Esther Teule on change and growth the lessons we can learn from death.

the play of life

Spring: What a beautiful time of year! Fresh greens and flowers bursting from their secret hiding places, birds singing and chirping, frogs croaking in the pond and even today, a rainy, grey Tuesday, the air is filled with a sweet perfume. Everything seems to vibrate with new life…

Twenty-five years ago, during the same Spring, my dad died.

While the leaves impatiently unfolded their tender green bodies, caressed by the light of the sun, my dad closed his eyes to never open them again. I still remember the paradox so well; sitting in the silent, dark bedroom next to his body, while outside nature was dancing, breathing, exploding in colours and forms.

Inescapable aliveness

Now that I think back at that time, I realise that life will always destroy any attempt to hold on to something. I wanted to remain with the serene silence my father had left behind right after he died, plunge into its deep, motionless waters and stay there for a long time, not leaving him.
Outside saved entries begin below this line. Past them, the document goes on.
//! Sales appointment calendar.
//!
//! - `POST /api/calendar/appointments`
//! - `GET  /api/calendar/appointments?user_id=`

use axum::{
    extract::{Query, State},
    http::StatusCode,
    Json,
};
use chrono::{DateTime, Utc};
use homequote_core::{
    domain::{
        appointment::{Appointment, AppointmentId},
        customer::CustomerId,
        user::{Role, UserId},
    },
    ApplicationError,
};
use serde::Deserialize;
use tracing::info;

use super::{not_found, ApiError, ApiState, Caller, ForRequest};

#[derive(Clone, Debug, Deserialize)]
pub struct AppointmentInput {
    pub customer_id: String,
    /// Defaults to the caller.
    #[serde(default)]
    pub user_id: Option<String>,
    pub title: String,
    pub starts_at: DateTime<Utc>,
    pub ends_at: DateTime<Utc>,
    #[serde(default)]
    pub notes: Option<String>,
}

#[derive(Clone, Debug, Default, Deserialize)]
pub struct AppointmentQuery {
    pub user_id: Option<String>,
}

pub async fn create_appointment(
    State(state): State<ApiState>,
    caller: Caller,
    Json(body): Json<AppointmentInput>,
) -> Result<(StatusCode, Json<Appointment>), ApiError> {
    let cid = caller.correlation_id.as_str();
    let user_id = scoped_user(&caller, body.user_id.as_deref())?
        .unwrap_or_else(|| caller.actor.id().clone());

    let appointment = Appointment {
        id: AppointmentId::generate(),
        customer_id: CustomerId(body.customer_id.trim().to_string()),
        user_id,
        title: body.title.trim().to_string(),
        starts_at: body.starts_at,
        ends_at: body.ends_at,
        notes: body.notes.filter(|notes| !notes.trim().is_empty()),
        created_at: Utc::now(),
    };
    appointment.validate().for_request(cid)?;

    state
        .customers
        .find_by_id(&appointment.customer_id)
        .await
        .for_request(cid)?
        .ok_or_else(|| caller.fail(not_found("customer", &appointment.customer_id.0)))?;

    let booked = state.appointments.list(Some(&appointment.user_id)).await.for_request(cid)?;
    if let Some(clash) = booked.iter().find(|existing| existing.overlaps(&appointment)) {
        return Err(caller.fail(ApplicationError::Conflict(format!(
            "overlaps appointment `{}` ({} - {})",
            clash.id.0,
            clash.starts_at.to_rfc3339(),
            clash.ends_at.to_rfc3339()
        ))));
    }

    state.appointments.save(appointment.clone()).await.for_request(cid)?;
    info!(
        event_name = "calendar.appointment.created",
        correlation_id = %cid,
        appointment_id = %appointment.id.0,
        user_id = %appointment.user_id.0,
        starts_at = %appointment.starts_at.to_rfc3339(),
        "appointment booked"
    );

    Ok((StatusCode::CREATED, Json(appointment)))
}

/// Reps only see their own calendar.
pub async fn list_appointments(
    State(state): State<ApiState>,
    caller: Caller,
    Query(query): Query<AppointmentQuery>,
) -> Result<Json<Vec<Appointment>>, ApiError> {
    let user_id = match scoped_user(&caller, query.user_id.as_deref())? {
        Some(user_id) => Some(user_id),
        None if caller.actor.role().rank() >= Role::SalesManager.rank() => None,
        None => Some(caller.actor.id().clone()),
    };

    let appointments =
        state.appointments.list(user_id.as_ref()).await.for_request(&caller.correlation_id)?;
    Ok(Json(appointments))
}

fn scoped_user(caller: &Caller, requested: Option<&str>) -> Result<Option<UserId>, ApiError> {
    let Some(requested) = requested.map(str::trim).filter(|id| !id.is_empty()) else {
        return Ok(None);
    };
    caller.require(
        requested == caller.user_id() || caller.actor.role().rank() >= Role::SalesManager.rank(),
        "manage another user's calendar",
    )?;
    Ok(Some(UserId(requested.to_string())))
}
But life knocked at the windows of the bedroom, (birds, sunshine, buzzing bees) not to mention the inescapable aliveness of my own body, breathing and moving even in the midst of overwhelming sadness and grief. We got up, cooked meals, drank wine, laughed, cried, made coffee and talked to friends andneighbourss who came to visit.

I couldn’t hold on to stillness. In fact, life changed into a turbulent river, and I had no choice but to fall into its noisy, sparkling, emotional embrace, its safe banks far out of reach. It wasn’t me who surrendered to life. It just grabbed me and took me along, showing me beauty, deep darkness and love where I least expected it.

Losing solid ground

My father’s death woke me up to life. In the following months, I quit singing in a band that I loved but offered me no room for growth anymore, ended an unhappy, unhealthy relationship and started writing. The loss reminded me of how precious my time was and how deeply I longed for true love and expressing my creativity. It was as if a veil had lifted and things became clear that had been unclear before. I felt like I had lost solid ground completely; losing my father, my job, my relationship, my house. But somehow, in the middle of it all, I felt more alive than ever. Again, I experienced a paradox: in the shadow of death all I felt was the intensity of being alive, painful, raw and magnificent.

nature

All we can ever know is life

Life will always urge us to come along. Sometimes touching us gently, whispering in our ear, sometimes with a violent jolt, destroying what we built with so much effort with the force of a tsunami. It scares us, it brings out our deepest fear, but strangely enough, perhaps in the end we cannot be but safe. Death is not the absence of life; life will always move on, finding new ways to express itself. We change, and we seem to die and disappear. But who will be there to experience it? All we can ever know is life.

(…..)

Having said this, it still feels scary to jump into the river, doesn’t it?!
We still want to be sparkling alive but without the fear, without the uncertainty and heartbreak!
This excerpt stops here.